## Source data
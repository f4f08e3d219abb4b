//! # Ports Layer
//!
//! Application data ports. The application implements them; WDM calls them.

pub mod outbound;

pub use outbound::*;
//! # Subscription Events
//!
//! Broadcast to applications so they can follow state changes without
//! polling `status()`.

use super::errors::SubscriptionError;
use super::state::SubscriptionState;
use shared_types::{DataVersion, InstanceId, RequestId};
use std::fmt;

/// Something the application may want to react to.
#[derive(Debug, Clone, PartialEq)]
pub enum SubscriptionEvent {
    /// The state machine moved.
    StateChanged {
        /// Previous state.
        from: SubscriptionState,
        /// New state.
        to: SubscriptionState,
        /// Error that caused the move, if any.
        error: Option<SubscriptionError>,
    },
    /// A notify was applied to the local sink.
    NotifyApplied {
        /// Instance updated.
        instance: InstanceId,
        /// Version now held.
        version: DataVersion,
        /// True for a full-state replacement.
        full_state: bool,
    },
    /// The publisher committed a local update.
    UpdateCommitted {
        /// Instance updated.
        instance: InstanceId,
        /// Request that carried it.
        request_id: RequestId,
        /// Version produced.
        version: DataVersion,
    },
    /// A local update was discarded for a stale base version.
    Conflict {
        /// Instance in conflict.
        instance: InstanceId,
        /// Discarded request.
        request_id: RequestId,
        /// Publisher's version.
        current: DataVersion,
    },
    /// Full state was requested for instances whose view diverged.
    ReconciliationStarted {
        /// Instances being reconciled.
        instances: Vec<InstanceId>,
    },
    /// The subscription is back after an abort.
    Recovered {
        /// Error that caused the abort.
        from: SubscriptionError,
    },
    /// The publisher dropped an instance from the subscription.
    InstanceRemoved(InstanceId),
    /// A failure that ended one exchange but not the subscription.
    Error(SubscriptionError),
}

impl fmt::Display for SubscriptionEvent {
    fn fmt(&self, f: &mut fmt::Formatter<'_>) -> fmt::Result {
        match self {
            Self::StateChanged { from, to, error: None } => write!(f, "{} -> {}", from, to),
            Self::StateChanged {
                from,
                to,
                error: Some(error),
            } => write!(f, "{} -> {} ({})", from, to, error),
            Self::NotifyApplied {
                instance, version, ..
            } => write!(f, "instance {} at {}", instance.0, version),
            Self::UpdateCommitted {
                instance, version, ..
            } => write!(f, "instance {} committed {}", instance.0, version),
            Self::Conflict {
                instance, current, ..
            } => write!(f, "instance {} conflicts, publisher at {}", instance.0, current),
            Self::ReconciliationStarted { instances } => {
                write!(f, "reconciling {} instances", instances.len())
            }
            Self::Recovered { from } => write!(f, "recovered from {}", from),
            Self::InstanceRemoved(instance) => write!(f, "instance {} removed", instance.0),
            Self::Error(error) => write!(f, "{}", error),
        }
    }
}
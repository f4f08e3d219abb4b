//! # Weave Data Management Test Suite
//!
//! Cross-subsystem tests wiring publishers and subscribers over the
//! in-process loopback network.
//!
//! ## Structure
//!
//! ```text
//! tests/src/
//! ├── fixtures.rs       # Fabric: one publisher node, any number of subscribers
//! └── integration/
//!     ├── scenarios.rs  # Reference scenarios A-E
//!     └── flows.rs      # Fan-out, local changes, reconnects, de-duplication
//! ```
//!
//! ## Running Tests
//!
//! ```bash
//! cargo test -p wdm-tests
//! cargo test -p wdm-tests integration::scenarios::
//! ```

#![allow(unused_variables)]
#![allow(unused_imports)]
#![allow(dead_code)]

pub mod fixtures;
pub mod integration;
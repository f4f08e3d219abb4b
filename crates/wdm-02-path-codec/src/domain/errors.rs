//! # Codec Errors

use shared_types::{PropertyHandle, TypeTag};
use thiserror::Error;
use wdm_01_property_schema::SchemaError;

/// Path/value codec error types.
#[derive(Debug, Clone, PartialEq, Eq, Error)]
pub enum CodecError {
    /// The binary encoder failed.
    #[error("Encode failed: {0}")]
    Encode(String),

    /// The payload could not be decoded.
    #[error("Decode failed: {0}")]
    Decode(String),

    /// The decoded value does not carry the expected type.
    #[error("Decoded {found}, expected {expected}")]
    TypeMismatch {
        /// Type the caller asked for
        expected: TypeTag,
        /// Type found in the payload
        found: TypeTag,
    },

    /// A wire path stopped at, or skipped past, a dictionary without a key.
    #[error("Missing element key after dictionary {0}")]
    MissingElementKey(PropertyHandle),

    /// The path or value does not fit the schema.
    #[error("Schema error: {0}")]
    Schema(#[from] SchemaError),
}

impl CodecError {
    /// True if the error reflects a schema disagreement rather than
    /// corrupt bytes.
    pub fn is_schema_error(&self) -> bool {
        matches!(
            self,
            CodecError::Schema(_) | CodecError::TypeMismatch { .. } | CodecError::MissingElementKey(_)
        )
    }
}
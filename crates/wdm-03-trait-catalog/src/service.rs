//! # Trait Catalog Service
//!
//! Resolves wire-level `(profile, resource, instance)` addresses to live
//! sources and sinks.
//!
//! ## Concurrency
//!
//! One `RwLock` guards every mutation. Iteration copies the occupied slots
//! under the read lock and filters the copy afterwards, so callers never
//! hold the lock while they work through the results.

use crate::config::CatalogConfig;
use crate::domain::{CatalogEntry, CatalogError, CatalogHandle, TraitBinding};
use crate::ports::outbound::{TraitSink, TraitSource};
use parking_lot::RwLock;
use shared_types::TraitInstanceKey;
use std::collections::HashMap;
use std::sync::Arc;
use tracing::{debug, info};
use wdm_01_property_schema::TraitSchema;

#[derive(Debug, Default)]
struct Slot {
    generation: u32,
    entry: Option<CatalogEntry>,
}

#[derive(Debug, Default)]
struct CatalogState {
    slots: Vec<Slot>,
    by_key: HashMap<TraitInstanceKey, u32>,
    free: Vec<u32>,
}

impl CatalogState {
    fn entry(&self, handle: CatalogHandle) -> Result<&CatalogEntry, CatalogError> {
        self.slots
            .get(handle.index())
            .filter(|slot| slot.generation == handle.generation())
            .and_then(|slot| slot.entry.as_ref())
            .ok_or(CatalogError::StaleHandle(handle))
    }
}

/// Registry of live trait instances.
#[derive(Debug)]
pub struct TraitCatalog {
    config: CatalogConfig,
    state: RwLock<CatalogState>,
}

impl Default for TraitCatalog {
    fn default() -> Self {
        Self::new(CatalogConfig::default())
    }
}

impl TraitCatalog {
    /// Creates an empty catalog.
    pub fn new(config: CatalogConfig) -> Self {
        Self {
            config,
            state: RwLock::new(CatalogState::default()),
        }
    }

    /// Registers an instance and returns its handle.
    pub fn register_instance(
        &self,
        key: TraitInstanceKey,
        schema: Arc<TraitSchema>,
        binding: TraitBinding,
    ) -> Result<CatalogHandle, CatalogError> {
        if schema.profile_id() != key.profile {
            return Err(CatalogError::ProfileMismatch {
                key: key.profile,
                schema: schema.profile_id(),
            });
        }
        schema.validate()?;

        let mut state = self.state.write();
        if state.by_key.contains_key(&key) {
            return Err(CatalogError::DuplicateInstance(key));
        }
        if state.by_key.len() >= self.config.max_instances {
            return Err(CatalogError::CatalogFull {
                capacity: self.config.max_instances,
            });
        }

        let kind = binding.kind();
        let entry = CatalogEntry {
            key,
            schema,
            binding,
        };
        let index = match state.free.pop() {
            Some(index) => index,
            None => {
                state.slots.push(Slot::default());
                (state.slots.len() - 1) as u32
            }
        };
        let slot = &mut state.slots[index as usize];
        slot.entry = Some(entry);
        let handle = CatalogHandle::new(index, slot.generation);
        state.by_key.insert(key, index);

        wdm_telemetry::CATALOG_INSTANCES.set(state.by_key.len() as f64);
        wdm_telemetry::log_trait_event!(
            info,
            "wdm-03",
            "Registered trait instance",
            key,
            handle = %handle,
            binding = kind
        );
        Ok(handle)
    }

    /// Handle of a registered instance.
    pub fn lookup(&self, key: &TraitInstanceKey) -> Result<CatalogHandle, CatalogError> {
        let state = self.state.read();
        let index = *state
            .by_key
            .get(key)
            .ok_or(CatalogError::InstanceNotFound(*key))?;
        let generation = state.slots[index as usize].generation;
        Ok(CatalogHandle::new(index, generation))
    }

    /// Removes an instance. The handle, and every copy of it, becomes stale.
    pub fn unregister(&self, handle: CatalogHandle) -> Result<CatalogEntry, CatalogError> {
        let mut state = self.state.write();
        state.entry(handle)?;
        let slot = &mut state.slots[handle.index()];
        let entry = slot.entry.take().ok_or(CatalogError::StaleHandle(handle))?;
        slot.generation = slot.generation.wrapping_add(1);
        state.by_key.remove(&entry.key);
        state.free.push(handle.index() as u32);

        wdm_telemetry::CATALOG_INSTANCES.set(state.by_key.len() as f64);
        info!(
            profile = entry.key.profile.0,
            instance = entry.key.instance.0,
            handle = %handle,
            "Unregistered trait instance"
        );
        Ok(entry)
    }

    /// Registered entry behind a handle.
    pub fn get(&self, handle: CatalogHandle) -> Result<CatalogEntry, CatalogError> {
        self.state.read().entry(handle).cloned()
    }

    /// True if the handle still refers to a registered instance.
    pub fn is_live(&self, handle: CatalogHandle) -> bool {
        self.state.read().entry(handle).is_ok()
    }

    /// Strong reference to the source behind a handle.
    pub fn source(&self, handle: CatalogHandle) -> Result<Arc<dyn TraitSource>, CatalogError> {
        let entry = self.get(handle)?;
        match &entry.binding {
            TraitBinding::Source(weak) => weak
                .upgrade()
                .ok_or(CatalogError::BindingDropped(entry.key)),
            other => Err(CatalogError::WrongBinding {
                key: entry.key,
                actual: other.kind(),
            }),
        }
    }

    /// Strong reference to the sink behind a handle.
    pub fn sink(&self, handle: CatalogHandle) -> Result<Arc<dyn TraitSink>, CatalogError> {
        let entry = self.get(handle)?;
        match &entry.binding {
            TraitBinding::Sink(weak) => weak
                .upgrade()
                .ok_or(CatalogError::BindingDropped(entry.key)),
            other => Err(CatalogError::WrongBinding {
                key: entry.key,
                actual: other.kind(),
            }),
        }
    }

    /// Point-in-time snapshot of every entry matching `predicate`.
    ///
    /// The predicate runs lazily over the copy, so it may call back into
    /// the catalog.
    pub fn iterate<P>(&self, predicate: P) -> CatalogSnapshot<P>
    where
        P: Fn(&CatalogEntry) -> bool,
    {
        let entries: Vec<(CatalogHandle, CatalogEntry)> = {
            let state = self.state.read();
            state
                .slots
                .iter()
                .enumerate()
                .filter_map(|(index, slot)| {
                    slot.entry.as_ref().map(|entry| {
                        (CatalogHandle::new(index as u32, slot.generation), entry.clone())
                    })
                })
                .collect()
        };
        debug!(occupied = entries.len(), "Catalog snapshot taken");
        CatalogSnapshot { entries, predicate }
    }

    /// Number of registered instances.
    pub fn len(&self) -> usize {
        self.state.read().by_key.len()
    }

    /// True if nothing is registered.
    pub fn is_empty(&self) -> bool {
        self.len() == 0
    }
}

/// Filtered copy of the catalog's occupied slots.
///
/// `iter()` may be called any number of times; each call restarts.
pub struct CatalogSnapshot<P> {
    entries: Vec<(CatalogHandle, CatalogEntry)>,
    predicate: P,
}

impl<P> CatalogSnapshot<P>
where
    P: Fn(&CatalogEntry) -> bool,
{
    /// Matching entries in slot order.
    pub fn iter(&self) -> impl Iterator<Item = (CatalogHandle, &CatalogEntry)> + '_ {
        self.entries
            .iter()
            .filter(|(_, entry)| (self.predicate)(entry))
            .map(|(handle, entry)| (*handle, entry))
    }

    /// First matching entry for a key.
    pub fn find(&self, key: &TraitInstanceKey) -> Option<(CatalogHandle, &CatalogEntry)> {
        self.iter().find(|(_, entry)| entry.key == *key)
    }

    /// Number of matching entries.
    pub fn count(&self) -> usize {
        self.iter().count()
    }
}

## Task objective
On how many lines of the listing does the string "payload" appear? Only the number should be given.

## Answer below
2